● Task details:
Report each line below that carries the word "created".

[Collected data entries]

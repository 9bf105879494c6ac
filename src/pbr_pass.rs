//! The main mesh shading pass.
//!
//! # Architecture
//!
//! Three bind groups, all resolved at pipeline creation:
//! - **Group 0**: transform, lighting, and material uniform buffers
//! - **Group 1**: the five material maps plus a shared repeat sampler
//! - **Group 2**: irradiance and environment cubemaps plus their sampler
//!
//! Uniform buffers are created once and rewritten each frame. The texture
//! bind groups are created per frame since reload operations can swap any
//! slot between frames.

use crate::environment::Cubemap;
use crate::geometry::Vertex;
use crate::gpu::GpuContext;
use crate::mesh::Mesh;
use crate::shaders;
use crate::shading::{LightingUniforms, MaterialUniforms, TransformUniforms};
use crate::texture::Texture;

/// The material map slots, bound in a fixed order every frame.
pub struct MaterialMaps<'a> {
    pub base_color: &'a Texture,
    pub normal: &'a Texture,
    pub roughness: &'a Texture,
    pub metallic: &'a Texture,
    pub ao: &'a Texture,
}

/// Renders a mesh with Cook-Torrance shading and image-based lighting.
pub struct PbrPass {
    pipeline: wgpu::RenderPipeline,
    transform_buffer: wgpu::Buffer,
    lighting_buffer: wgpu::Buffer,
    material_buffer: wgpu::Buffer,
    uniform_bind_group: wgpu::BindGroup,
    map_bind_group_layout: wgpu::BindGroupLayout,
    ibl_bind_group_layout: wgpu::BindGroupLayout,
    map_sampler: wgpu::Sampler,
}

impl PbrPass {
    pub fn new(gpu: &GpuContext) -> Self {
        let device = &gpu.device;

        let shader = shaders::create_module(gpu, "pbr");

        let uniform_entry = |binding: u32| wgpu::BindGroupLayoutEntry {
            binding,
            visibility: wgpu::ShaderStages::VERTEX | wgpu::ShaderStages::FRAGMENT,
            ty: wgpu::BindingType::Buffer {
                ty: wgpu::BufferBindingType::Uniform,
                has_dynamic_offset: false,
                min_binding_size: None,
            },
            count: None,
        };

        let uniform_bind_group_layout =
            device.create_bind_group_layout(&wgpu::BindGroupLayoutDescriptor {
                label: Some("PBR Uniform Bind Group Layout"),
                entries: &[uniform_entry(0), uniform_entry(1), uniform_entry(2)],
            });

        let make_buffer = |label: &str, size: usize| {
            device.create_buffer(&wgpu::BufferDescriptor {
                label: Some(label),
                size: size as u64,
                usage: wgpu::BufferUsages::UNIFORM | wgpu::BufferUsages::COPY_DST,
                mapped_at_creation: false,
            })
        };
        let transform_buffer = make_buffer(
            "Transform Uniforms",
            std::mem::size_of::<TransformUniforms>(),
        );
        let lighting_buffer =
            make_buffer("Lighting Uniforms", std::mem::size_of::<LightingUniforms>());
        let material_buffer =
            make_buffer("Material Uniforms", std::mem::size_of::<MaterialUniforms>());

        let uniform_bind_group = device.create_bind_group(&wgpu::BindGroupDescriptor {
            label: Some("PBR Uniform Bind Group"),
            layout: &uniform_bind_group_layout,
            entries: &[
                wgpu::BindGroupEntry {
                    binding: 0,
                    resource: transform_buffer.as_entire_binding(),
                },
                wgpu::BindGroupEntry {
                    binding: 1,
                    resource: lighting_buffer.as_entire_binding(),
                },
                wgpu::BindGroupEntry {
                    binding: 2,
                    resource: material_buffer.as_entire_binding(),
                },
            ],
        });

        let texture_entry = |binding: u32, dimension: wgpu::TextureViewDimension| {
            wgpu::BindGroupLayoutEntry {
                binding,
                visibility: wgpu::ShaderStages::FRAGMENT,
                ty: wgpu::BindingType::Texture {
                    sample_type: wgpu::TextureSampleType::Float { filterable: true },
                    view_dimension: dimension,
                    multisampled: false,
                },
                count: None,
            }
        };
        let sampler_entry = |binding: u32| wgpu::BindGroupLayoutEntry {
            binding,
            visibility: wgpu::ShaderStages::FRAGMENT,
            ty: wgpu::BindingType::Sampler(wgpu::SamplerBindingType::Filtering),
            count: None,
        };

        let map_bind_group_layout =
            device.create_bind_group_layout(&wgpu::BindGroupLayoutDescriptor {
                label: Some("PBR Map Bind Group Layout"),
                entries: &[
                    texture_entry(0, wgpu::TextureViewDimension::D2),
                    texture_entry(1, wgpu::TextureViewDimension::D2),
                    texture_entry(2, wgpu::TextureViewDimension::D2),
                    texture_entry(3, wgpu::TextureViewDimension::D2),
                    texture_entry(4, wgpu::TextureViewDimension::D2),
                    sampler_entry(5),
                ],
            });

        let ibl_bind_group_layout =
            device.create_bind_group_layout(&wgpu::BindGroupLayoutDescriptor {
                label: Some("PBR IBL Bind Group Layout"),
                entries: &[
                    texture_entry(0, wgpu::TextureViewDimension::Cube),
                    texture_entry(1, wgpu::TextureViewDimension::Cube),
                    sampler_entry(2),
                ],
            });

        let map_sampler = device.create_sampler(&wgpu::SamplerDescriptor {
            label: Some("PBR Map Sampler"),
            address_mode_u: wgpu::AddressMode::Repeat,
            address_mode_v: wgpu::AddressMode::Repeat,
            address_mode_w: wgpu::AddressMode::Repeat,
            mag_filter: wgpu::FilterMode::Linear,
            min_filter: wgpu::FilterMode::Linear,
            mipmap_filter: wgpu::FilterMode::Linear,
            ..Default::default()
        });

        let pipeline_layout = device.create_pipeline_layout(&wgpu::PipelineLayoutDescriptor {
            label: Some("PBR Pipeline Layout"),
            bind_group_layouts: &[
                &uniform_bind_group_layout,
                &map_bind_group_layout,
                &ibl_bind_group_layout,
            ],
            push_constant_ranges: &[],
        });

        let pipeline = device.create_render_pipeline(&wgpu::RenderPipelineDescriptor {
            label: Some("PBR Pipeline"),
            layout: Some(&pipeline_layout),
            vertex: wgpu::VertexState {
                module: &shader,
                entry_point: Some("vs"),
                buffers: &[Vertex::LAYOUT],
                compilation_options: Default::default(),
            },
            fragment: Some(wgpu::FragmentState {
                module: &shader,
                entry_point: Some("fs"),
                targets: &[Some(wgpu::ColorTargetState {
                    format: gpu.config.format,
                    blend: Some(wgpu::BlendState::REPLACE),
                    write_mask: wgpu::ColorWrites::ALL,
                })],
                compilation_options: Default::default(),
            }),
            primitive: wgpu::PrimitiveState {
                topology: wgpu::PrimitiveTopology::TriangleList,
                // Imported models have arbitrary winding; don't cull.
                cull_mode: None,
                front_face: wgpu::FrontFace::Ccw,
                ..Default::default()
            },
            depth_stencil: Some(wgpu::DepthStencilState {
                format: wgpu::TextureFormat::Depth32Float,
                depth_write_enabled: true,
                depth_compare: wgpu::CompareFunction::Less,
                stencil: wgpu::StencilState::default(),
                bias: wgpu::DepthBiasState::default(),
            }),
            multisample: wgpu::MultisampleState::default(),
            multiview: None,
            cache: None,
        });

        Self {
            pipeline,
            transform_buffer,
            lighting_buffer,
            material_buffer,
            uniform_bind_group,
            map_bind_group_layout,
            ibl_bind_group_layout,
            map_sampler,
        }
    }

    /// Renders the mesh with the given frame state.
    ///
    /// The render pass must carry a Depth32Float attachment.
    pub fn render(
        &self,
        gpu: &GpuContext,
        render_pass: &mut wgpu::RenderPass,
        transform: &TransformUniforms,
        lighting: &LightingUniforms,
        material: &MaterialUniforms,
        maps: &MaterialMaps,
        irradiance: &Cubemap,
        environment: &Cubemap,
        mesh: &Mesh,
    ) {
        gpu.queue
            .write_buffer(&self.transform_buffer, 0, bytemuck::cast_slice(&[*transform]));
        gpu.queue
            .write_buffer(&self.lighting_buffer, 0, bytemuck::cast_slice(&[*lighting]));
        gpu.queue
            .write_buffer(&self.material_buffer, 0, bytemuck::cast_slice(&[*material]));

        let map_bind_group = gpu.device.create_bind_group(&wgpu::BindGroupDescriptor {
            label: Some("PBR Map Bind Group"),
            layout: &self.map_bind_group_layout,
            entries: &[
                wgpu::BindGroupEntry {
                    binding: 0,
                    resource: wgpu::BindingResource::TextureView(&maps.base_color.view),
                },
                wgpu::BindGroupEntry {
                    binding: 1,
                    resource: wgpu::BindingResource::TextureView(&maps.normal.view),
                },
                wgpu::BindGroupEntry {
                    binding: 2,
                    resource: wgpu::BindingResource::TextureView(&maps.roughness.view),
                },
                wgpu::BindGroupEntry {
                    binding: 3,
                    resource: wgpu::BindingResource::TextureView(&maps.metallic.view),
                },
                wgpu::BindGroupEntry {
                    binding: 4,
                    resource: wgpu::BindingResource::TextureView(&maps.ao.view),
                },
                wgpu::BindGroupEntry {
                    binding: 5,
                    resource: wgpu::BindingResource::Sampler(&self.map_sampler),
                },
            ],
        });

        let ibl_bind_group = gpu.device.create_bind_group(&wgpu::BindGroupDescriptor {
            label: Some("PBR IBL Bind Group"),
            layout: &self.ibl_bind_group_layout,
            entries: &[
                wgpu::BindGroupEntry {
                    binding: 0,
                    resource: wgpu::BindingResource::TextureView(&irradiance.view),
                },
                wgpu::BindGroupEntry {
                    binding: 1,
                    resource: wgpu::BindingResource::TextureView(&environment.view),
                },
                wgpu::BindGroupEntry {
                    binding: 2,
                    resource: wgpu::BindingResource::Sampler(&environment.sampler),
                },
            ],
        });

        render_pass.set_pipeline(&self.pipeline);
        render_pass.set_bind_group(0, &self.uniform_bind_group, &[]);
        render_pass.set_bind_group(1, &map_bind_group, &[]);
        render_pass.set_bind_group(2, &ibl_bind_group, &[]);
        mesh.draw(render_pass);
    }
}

● Answer for this exercise:
//! Uniform buffers are created once and rewritten each frame. The texture
//! bind groups are created per frame since reload operations can swap any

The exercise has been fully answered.